━━━ Exercise inputs

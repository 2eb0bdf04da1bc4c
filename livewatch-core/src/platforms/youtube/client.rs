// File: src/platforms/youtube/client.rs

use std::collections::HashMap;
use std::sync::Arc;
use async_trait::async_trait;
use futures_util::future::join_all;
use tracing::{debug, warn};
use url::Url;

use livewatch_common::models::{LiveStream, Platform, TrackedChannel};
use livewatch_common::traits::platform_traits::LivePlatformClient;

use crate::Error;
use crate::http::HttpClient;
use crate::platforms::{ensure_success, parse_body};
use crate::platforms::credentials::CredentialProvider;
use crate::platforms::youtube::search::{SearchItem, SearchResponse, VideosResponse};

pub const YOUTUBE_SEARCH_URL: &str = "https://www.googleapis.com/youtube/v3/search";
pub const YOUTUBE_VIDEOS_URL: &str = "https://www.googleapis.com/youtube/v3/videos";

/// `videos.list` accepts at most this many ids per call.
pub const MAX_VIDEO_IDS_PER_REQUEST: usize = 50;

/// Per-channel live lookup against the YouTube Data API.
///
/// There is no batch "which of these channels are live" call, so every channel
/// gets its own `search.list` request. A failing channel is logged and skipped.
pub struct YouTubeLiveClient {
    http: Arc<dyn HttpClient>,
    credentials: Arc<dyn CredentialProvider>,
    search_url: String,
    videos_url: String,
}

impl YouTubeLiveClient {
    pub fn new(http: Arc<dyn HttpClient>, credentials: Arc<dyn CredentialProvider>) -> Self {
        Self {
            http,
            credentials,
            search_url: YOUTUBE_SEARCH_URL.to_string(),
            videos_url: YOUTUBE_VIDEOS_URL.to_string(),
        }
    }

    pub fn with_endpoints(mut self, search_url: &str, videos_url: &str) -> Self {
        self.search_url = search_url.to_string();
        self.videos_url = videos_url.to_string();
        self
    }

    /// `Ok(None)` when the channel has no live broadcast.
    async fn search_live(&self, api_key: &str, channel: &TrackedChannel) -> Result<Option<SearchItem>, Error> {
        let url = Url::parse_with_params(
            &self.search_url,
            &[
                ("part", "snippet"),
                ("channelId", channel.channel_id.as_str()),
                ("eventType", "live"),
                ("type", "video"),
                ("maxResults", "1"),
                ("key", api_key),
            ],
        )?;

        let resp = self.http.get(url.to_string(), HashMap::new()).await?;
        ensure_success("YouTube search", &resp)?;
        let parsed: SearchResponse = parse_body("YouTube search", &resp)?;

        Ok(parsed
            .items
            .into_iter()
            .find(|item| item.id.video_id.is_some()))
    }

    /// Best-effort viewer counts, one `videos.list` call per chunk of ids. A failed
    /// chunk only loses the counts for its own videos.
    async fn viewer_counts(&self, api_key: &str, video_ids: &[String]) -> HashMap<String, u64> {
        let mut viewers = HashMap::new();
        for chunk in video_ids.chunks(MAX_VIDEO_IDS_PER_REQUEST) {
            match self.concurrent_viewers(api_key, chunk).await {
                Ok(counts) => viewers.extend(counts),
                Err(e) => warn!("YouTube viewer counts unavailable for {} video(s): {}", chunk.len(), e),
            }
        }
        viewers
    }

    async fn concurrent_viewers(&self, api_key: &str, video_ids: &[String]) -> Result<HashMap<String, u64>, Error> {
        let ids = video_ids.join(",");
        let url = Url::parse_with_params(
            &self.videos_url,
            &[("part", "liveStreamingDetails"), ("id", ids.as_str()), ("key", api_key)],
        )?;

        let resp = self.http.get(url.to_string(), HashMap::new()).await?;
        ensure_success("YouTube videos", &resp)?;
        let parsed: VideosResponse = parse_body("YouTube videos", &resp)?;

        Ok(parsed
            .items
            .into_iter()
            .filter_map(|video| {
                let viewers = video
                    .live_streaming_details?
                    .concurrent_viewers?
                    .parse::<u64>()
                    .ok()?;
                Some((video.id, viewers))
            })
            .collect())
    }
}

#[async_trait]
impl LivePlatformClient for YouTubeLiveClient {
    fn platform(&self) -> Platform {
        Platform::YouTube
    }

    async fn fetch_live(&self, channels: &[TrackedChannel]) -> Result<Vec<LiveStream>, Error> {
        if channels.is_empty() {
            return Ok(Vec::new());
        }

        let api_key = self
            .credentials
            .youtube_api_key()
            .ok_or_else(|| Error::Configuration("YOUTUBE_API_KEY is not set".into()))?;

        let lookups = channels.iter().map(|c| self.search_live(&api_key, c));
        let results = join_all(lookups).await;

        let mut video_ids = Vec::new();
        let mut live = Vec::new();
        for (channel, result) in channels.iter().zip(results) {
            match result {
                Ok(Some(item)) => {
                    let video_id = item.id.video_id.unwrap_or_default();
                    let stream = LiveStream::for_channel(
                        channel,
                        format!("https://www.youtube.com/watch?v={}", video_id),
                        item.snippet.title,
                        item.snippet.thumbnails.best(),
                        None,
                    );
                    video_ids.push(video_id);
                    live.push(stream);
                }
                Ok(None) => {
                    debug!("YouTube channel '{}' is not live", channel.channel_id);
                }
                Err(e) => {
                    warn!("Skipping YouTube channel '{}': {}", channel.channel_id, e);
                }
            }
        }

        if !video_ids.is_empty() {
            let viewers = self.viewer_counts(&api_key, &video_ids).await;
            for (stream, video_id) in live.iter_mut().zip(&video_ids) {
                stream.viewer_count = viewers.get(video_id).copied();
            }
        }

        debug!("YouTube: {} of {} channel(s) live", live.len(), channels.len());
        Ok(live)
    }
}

━━━━━━
━━━ Exercise inputs

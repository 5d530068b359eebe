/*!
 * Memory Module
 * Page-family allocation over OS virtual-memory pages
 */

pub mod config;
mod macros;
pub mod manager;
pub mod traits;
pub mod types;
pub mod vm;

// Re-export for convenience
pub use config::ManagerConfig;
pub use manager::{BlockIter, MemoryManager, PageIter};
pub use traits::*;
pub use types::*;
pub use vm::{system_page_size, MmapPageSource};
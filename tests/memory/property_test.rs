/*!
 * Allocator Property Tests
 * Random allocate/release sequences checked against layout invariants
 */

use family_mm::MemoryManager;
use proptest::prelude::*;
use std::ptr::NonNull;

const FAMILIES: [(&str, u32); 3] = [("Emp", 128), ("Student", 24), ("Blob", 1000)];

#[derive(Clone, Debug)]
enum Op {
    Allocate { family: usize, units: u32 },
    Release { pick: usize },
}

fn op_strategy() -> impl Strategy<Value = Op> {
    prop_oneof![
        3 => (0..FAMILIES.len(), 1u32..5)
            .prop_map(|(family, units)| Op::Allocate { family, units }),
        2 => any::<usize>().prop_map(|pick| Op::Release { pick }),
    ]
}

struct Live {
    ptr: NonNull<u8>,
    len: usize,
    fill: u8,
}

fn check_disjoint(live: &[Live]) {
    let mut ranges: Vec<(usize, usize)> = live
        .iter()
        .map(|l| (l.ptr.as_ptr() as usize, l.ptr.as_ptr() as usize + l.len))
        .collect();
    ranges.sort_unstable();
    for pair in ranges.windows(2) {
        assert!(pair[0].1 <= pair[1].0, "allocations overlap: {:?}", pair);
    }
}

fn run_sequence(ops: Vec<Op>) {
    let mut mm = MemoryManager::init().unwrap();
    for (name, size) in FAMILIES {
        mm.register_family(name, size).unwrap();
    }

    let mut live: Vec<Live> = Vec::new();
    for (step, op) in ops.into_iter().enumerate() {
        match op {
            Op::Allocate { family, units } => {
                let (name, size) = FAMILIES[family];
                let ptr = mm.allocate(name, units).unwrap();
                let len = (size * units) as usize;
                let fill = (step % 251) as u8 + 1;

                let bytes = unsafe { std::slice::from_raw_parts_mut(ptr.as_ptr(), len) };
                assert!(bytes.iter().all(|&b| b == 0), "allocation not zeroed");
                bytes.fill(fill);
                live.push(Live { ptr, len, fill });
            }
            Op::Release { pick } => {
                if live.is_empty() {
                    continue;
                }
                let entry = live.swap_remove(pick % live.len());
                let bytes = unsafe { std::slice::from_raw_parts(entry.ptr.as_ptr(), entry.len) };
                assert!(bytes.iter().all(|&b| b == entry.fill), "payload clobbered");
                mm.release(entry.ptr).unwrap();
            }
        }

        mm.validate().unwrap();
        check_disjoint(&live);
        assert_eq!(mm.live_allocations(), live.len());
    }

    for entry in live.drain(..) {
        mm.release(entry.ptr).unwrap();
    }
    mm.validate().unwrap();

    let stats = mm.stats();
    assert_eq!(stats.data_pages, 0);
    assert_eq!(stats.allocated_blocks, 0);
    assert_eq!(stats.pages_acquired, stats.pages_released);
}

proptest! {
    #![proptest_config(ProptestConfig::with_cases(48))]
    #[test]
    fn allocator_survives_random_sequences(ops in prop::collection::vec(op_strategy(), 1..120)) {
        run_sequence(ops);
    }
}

━━━━━━

**The problem**
Reading the records above, count the lines that include "channels" and say only how many.

**Solution for this problem**
6